Before COFFIN, Chief Judge, TUTTLE,* Circuit Judge, CAMPBELL, Circuit Judge.
COFFIN, Chief Judge.
The United States seeks a writ of mandamus directing the district court to vacate an order granting a motion for new trial in a criminal case.
Clarence H. Wagner, the defendant below, was charged in a single indictment with fourteen counts of mail fraud, (18 U.S.C. § 1341), thirteen counts of securities fraud (15 U.S.C. §§ 78j(b), 78ff), and four counts of making false statements to the Securities and Exchange Commission (SEC) (18 U.S.C. § 1001). It was the government's contention that in soliciting money from the public for investments in bank certificates of deposit and title-insured first mortgages, defendant concealed the severely underfinanced condition of two multi-million dollar corporations he controlled.
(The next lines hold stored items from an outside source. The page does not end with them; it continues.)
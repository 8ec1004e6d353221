//! Error types for risk estimation.

use thiserror::Error;
use varlab_core::CoreError;
use varlab_math::MathError;

use crate::draws::DrawKey;

/// A specialized Result type for risk operations.
pub type RiskResult<T> = Result<T, RiskError>;

/// Errors raised while configuring or running a VaR estimator.
#[derive(Error, Debug, Clone, PartialEq)]
pub enum RiskError {
    /// Confidence level outside the open unit interval.
    #[error("Invalid confidence level {level}: must be in (0, 1)")]
    InvalidConfidenceLevel {
        /// The offending level.
        level: f64,
    },

    /// The same confidence level was supplied twice.
    #[error("Duplicate confidence level {level}")]
    DuplicateConfidenceLevel {
        /// The repeated level.
        level: f64,
    },

    /// A run parameter is out of range.
    #[error("Invalid parameter {name}: {reason}")]
    InvalidParameter {
        /// Parameter name.
        name: &'static str,
        /// What is wrong with it.
        reason: String,
    },

    /// Price and return histories do not line up.
    #[error("Alignment error: {reason}")]
    Alignment {
        /// Description of the mismatch.
        reason: String,
    },

    /// Correlation matrix has a negative eigenvalue beyond tolerance.
    #[error("Correlation matrix is not positive semidefinite (min eigenvalue {min_eigenvalue})")]
    NotPositiveSemiDefinite {
        /// Smallest eigenvalue found.
        min_eigenvalue: f64,
    },

    /// An input series has no spread where one is required.
    #[error("Degenerate distribution: {context}")]
    DegenerateDistribution {
        /// Where the degenerate input was found.
        context: String,
    },

    /// A simulated path overflowed or produced NaN.
    #[error("Scenario {scenario} produced a non-finite terminal price")]
    NonFinitePath {
        /// Index of the failing scenario.
        scenario: usize,
    },

    /// Replay asked for more draws than were recorded.
    #[error("Replay exhausted after {recorded} draws (requested {key})")]
    ReplayExhausted {
        /// Number of draws in the log.
        recorded: usize,
        /// Key of the draw that could not be served.
        key: DrawKey,
    },

    /// Replay or rewind requested without a recording.
    #[error("No recorded draws available for replay")]
    NoRecording,

    /// Core type failure.
    #[error(transparent)]
    Core(#[from] CoreError),

    /// Statistics failure.
    #[error(transparent)]
    Math(#[from] MathError),
}

impl RiskError {
    /// Creates an invalid parameter error.
    #[must_use]
    pub fn invalid_parameter(name: &'static str, reason: impl Into<String>) -> Self {
        Self::InvalidParameter {
            name,
            reason: reason.into(),
        }
    }

    /// Creates an alignment error.
    #[must_use]
    pub fn alignment(reason: impl Into<String>) -> Self {
        Self::Alignment {
            reason: reason.into(),
        }
    }
}
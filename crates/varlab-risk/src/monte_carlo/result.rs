//! Output of a Monte Carlo run.

use serde::Serialize;

use varlab_math::distributions::NormalDistributionParams;
use varlab_math::histogram::Histogram;
use varlab_math::statistics::percentile_sorted;

use crate::error::RiskResult;
use crate::var::VaRResult;

/// Terminal price distribution and VaR estimates of one simulation.
///
/// Both VaR results are price changes relative to the initial price, so a
/// loss is negative.
#[derive(Debug, Clone, PartialEq, Serialize)]
pub struct SimulationResult {
    /// Terminal prices, ascending.
    pub terminal_prices: Vec<f64>,
    /// Histogram over the terminal prices.
    pub histogram: Histogram,
    /// Percentile of terminal prices at `1 - ci`, minus the initial price.
    pub percentile_var: VaRResult,
    /// Parametric VaR of the normal fitted to terminal prices, minus the initial price.
    pub parametric_var: VaRResult,
    /// Normal fitted to the terminal prices.
    pub terminal_distribution: NormalDistributionParams,
    /// True when every path ended on the same price.
    pub degenerate: bool,
}

impl SimulationResult {
    /// Number of simulated paths.
    #[must_use]
    pub fn scenario_count(&self) -> usize {
        self.terminal_prices.len()
    }

    /// Lowest terminal price.
    #[must_use]
    pub fn min(&self) -> Option<f64> {
        self.terminal_prices.first().copied()
    }

    /// Highest terminal price.
    #[must_use]
    pub fn max(&self) -> Option<f64> {
        self.terminal_prices.last().copied()
    }

    /// Terminal price percentile, `pct` in `[0, 100]`.
    pub fn percentile(&self, pct: f64) -> RiskResult<f64> {
        Ok(percentile_sorted(&self.terminal_prices, pct)?)
    }

    /// One-line summary of the terminal distribution.
    #[must_use]
    pub fn summary(&self) -> String {
        let median = self.percentile(50.0).unwrap_or(f64::NAN);
        format!(
            "n={} [{}] {:.5}/{:.5}/{:.5}{}",
            self.scenario_count(),
            self.terminal_distribution,
            self.min().unwrap_or(f64::NAN),
            median,
            self.max().unwrap_or(f64::NAN),
            if self.degenerate { " (degenerate)" } else { "" }
        )
    }
}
A primary factual dispute at trial was over the question: who owned 100,000 shares of Texas International Petroleum Corporation (TIPCO) stock when defendant submitted to the SEC financial reports which included portions of the stock in the net capital of one of his corporations, C. H. Wagner & Co.1 During the period in question, a complex series of financial transactions took place between defendant and a business associate, J. C. Trahan, which gave rise to the government's contention that Trahan held title to the stock.
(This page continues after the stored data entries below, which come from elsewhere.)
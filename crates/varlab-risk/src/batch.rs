//! Independent simulations fanned across threads.
//!
//! Each job owns its parameters and its draw provider, so a batch run is
//! bit-identical to running the same jobs one after another.

use log::debug;
use serde::Serialize;

use varlab_config::RiskConfig;
use varlab_core::ReturnType;

use crate::draws::DrawProvider;
use crate::error::RiskResult;
use crate::monte_carlo::{MonteCarloSimulation, SimulationParams, SimulationResult};

/// A completed simulation: its parameters and result.
#[derive(Debug, Clone, PartialEq, Serialize)]
pub struct BatchRun {
    /// Parameters of the run.
    pub params: SimulationParams,
    /// Result of the run.
    pub result: SimulationResult,
}

/// One line of a cross-run comparison table.
#[derive(Debug, Clone, PartialEq, Serialize)]
pub struct ComparisonRow {
    /// Run name, or its quality label when unnamed.
    pub name: String,
    /// Compounding mode of the run.
    pub return_type: ReturnType,
    /// Confidence level.
    pub confidence: f64,
    /// Simulated percentile VaR (price change).
    pub percentile_var: f64,
    /// Parametric VaR of the terminal re-fit (price change).
    pub parametric_var: f64,
}

fn run_one((params, draws): (SimulationParams, DrawProvider)) -> RiskResult<BatchRun> {
    let (params, _, result) = MonteCarloSimulation::new(params, draws).run()?;
    Ok(BatchRun { params, result })
}

/// Runs every job on the rayon pool, returning results in input order.
pub fn run_batch(jobs: Vec<(SimulationParams, DrawProvider)>) -> Vec<RiskResult<BatchRun>> {
    run_batch_with(jobs, true)
}

/// Runs every job, on the rayon pool when `parallel` is set and the
/// `parallel` feature is enabled, otherwise sequentially.
#[allow(unused_variables)]
pub fn run_batch_with(
    jobs: Vec<(SimulationParams, DrawProvider)>,
    parallel: bool,
) -> Vec<RiskResult<BatchRun>> {
    debug!("batch of {} simulations (parallel: {parallel})", jobs.len());

    #[cfg(feature = "parallel")]
    {
        use rayon::prelude::*;
        if parallel && jobs.len() > 1 {
            return jobs.into_par_iter().map(run_one).collect();
        }
    }

    jobs.into_iter().map(run_one).collect()
}

/// Runs every job using the execution settings of `config`.
pub fn run_batch_configured(
    jobs: Vec<(SimulationParams, DrawProvider)>,
    config: &RiskConfig,
) -> Vec<RiskResult<BatchRun>> {
    run_batch_with(jobs, config.parallel)
}

/// Flattens runs into per-level comparison rows, run order then level order.
#[must_use]
pub fn comparison_rows(runs: &[BatchRun]) -> Vec<ComparisonRow> {
    runs.iter()
        .flat_map(|run| {
            let name = run
                .params
                .name()
                .map_or_else(|| run.params.quality_label(), str::to_owned);
            run.result
                .percentile_var
                .points()
                .iter()
                .zip(run.result.parametric_var.points())
                .map(move |(pct, par)| ComparisonRow {
                    name: name.clone(),
                    return_type: run.params.return_type(),
                    confidence: pct.confidence,
                    percentile_var: pct.value,
                    parametric_var: par.value,
                })
        })
        .collect()
}
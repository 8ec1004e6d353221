//! Descriptive statistics.
//!
//! Every estimator in the workspace reads quantiles through
//! [`percentile_sorted`], which uses linear interpolation between order
//! statistics (the `(n - 1) * p` rule, identical to Excel's
//! `PERCENTILE.INC` and R's type 7).

use statrs::statistics::Statistics;

use crate::error::{MathError, MathResult};

fn ensure_len(data: &[f64], required: usize) -> MathResult<()> {
    if data.len() < required {
        return Err(MathError::insufficient_data(required, data.len()));
    }
    Ok(())
}

/// Arithmetic mean.
pub fn mean(data: &[f64]) -> MathResult<f64> {
    ensure_len(data, 1)?;
    Ok(data.iter().mean())
}

/// Sample variance (n - 1 denominator).
pub fn variance(data: &[f64]) -> MathResult<f64> {
    ensure_len(data, 2)?;
    Ok(data.iter().variance())
}

/// Sample standard deviation (n - 1 denominator).
pub fn std_dev(data: &[f64]) -> MathResult<f64> {
    ensure_len(data, 2)?;
    Ok(data.iter().std_dev())
}

/// Smallest value.
pub fn min(data: &[f64]) -> MathResult<f64> {
    ensure_len(data, 1)?;
    Ok(data.iter().copied().fold(f64::INFINITY, f64::min))
}

/// Largest value.
pub fn max(data: &[f64]) -> MathResult<f64> {
    ensure_len(data, 1)?;
    Ok(data.iter().copied().fold(f64::NEG_INFINITY, f64::max))
}

/// Median (50th percentile).
pub fn median(data: &[f64]) -> MathResult<f64> {
    percentile(data, 50.0)
}

/// Percentile of unsorted data.
///
/// Sorts a copy of `data` and delegates to [`percentile_sorted`].
pub fn percentile(data: &[f64], pct: f64) -> MathResult<f64> {
    let mut sorted = data.to_vec();
    sorted.sort_by(f64::total_cmp);
    percentile_sorted(&sorted, pct)
}

/// Percentile of data already sorted in ascending order.
///
/// # Arguments
///
/// * `sorted` - Observations in ascending order
/// * `pct` - Percentile in `[0, 100]`
///
/// # Example
///
/// ```rust
/// use varlab_math::statistics::percentile_sorted;
///
/// let data = [1.0, 2.0, 3.0, 4.0, 5.0];
/// assert_eq!(percentile_sorted(&data, 50.0).unwrap(), 3.0);
/// assert_eq!(percentile_sorted(&data, 25.0).unwrap(), 2.0);
/// ```
pub fn percentile_sorted(sorted: &[f64], pct: f64) -> MathResult<f64> {
    ensure_len(sorted, 1)?;
    if !(0.0..=100.0).contains(&pct) {
        return Err(MathError::invalid_input(format!(
            "percentile must be within [0, 100], got {pct}"
        )));
    }

    let rank = (sorted.len() - 1) as f64 * pct / 100.0;
    let lower = rank.floor() as usize;
    let upper = (lower + 1).min(sorted.len() - 1);
    let frac = rank - lower as f64;

    if frac == 0.0 || lower == upper {
        return Ok(sorted[lower]);
    }
    Ok(sorted[lower] + frac * (sorted[upper] - sorted[lower]))
}

#[cfg(test)]
mod tests {
    use super::*;
    use approx::assert_relative_eq;

    #[test]
    fn test_mean_and_std_dev() {
        let data = [2.0, 4.0, 4.0, 4.0, 5.0, 5.0, 7.0, 9.0];
        assert_relative_eq!(mean(&data).unwrap(), 5.0, epsilon = 1e-12);
        // Sample stddev: sqrt(32 / 7)
        assert_relative_eq!(std_dev(&data).unwrap(), (32.0_f64 / 7.0).sqrt(), epsilon = 1e-12);
        assert_relative_eq!(variance(&data).unwrap(), 32.0 / 7.0, epsilon = 1e-12);
    }

    #[test]
    fn test_empty_is_rejected() {
        assert!(mean(&[]).is_err());
        assert!(std_dev(&[1.0]).is_err());
        assert!(percentile_sorted(&[], 50.0).is_err());
    }

    #[test]
    fn test_min_max_median() {
        let data = [3.0, -1.0, 7.0, 2.0];
        assert_eq!(min(&data).unwrap(), -1.0);
        assert_eq!(max(&data).unwrap(), 7.0);
        assert_relative_eq!(median(&data).unwrap(), 2.5, epsilon = 1e-12);
    }

    #[test]
    fn test_percentile_interpolates() {
        let data = [10.0, 20.0, 30.0, 40.0];
        assert_eq!(percentile_sorted(&data, 0.0).unwrap(), 10.0);
        assert_eq!(percentile_sorted(&data, 100.0).unwrap(), 40.0);
        // rank = 3 * 0.5 = 1.5
        assert_relative_eq!(percentile_sorted(&data, 50.0).unwrap(), 25.0, epsilon = 1e-12);
        // rank = 3 * 0.05 = 0.15
        assert_relative_eq!(percentile_sorted(&data, 5.0).unwrap(), 11.5, epsilon = 1e-12);
    }

    #[test]
    fn test_percentile_single_value() {
        assert_eq!(percentile_sorted(&[42.0], 1.0).unwrap(), 42.0);
        assert_eq!(percentile_sorted(&[42.0], 99.0).unwrap(), 42.0);
    }

    #[test]
    fn test_percentile_out_of_range() {
        assert!(percentile_sorted(&[1.0, 2.0], -1.0).is_err());
        assert!(percentile_sorted(&[1.0, 2.0], 100.5).is_err());
        assert!(percentile_sorted(&[1.0, 2.0], f64::NAN).is_err());
    }

    #[test]
    fn test_percentile_unsorted_input() {
        let data = [40.0, 10.0, 30.0, 20.0];
        assert_relative_eq!(percentile(&data, 50.0).unwrap(), 25.0, epsilon = 1e-12);
    }
}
According to Trahan, in December, 1970, he borrowed $114,280 from defendant and pledged as collateral 100,000 TIPCO shares. In June, 1971, at approximately the same time the SEC filed suit to enjoin C. H. Wagner & Co. from violation of its net capital rule, 15 U.S.C. § 80a-18, Trahan signed a memorandum indicating that defendant had purchased the stock. Trahan insisted, however, that he signed the memorandum purely as an accommodation to defendant, with whom he had close financial dealings, and that both parties understood title to the stock to remain with Trahan. In February, 1972, when Trahan learned that defendant had pledged 60,000 of the TIPCO shares as security on a $100,000 bank loan, Trahan repaid the bank, reacquired possession of a total of 70,000 TIPCO shares, 60,000 from the bank and 10,000 from defendant, and obtained from defendant a promissory note for the amount of the repaid bank loan.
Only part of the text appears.